> What you are asked to do
Give only the number of lines in the records below that contain the word "ProductFields".

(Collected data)

========================

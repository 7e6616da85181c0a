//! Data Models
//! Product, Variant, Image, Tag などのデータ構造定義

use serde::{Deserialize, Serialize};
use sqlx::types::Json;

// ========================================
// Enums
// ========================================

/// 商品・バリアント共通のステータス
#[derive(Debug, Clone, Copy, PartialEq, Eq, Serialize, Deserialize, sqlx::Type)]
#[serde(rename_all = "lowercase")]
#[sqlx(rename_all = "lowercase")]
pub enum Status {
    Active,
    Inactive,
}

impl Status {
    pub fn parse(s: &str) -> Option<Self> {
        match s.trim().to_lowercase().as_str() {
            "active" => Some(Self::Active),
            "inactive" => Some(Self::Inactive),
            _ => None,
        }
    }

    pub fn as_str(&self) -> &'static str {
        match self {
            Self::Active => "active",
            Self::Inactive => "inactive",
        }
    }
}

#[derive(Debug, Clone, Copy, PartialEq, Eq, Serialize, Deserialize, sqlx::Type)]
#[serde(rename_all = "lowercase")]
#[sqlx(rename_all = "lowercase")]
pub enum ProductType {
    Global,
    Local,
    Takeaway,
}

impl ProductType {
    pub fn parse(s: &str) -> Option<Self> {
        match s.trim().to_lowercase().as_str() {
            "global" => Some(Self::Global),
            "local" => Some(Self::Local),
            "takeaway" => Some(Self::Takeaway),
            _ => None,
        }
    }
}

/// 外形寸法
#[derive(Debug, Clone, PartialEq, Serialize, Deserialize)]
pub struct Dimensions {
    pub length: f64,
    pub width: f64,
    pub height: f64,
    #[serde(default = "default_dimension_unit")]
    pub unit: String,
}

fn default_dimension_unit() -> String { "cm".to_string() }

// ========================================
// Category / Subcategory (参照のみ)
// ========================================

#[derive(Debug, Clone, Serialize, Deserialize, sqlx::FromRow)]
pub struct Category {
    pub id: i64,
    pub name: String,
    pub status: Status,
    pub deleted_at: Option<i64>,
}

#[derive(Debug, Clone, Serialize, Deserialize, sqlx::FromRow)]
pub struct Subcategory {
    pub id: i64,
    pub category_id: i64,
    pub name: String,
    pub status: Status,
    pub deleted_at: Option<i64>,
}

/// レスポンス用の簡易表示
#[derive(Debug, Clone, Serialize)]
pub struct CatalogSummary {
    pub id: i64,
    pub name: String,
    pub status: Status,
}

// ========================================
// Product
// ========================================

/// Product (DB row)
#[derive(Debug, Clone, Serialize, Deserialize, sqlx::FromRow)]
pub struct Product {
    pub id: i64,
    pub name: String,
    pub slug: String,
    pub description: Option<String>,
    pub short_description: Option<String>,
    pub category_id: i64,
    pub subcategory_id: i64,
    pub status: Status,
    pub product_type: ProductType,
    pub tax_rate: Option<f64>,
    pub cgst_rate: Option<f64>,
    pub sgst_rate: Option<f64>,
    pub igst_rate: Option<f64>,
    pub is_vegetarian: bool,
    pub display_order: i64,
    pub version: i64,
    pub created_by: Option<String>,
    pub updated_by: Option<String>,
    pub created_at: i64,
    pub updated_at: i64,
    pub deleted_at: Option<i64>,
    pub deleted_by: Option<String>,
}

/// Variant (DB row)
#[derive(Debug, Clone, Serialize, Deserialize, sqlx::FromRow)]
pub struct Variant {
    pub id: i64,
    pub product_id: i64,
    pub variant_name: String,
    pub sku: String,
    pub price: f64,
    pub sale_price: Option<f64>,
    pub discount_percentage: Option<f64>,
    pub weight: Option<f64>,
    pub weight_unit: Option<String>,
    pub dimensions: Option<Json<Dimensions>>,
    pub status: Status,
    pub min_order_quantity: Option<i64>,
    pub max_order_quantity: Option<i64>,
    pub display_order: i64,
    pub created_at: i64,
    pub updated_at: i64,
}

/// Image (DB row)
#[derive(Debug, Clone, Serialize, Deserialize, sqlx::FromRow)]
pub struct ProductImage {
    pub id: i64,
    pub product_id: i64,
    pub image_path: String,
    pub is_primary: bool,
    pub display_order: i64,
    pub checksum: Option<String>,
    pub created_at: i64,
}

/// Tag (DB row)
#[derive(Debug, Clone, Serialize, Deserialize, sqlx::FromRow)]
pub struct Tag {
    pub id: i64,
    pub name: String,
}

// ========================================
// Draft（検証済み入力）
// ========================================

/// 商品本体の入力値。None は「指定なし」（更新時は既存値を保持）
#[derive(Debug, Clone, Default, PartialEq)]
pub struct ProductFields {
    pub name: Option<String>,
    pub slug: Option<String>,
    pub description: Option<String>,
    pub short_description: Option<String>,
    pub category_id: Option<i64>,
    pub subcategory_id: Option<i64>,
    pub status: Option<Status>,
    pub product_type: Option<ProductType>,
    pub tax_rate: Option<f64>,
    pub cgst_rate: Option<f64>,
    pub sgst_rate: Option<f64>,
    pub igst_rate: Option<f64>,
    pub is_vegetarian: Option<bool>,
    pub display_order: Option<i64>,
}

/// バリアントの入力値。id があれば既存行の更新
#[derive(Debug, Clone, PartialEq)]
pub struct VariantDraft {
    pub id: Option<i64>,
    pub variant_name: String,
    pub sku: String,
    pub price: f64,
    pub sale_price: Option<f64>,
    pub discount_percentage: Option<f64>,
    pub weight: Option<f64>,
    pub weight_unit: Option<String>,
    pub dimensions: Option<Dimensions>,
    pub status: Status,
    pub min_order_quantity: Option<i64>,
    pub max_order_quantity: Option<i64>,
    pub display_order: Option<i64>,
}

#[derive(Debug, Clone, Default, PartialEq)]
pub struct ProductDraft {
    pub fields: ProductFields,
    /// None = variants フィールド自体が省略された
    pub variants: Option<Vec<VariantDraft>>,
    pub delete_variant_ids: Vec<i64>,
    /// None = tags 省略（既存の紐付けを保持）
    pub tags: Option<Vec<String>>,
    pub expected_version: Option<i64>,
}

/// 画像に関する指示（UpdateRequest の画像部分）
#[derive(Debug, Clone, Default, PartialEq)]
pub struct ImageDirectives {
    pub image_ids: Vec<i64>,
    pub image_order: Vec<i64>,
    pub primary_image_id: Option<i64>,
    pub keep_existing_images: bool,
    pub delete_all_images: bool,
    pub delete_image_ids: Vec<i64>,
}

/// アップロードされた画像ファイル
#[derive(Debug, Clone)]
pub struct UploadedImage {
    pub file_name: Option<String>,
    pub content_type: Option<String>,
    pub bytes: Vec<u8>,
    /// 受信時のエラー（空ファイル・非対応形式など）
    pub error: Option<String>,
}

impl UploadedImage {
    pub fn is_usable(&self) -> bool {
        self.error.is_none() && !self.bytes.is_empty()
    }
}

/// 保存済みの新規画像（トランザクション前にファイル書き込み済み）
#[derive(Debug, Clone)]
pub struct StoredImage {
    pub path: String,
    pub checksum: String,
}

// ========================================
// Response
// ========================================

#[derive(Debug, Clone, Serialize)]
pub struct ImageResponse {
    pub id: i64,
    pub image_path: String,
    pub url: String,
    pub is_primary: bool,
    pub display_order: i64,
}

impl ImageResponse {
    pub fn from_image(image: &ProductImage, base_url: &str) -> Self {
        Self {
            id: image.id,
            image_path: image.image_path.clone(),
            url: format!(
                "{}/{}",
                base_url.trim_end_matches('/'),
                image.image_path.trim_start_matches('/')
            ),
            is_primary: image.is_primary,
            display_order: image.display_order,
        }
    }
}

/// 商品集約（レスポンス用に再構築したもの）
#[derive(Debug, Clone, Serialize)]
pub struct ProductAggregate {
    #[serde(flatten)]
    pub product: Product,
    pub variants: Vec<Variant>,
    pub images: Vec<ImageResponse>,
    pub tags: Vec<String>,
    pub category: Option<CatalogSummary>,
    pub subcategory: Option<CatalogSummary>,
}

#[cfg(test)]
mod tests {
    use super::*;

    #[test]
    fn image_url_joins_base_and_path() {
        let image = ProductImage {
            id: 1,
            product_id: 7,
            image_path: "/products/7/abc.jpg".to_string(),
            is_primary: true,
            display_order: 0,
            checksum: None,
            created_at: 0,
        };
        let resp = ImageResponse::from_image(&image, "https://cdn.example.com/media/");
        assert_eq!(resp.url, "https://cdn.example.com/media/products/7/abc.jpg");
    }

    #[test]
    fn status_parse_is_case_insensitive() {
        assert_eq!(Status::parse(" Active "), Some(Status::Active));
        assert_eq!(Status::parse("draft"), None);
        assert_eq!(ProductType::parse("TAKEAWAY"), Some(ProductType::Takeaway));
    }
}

========================

> Problem solution
2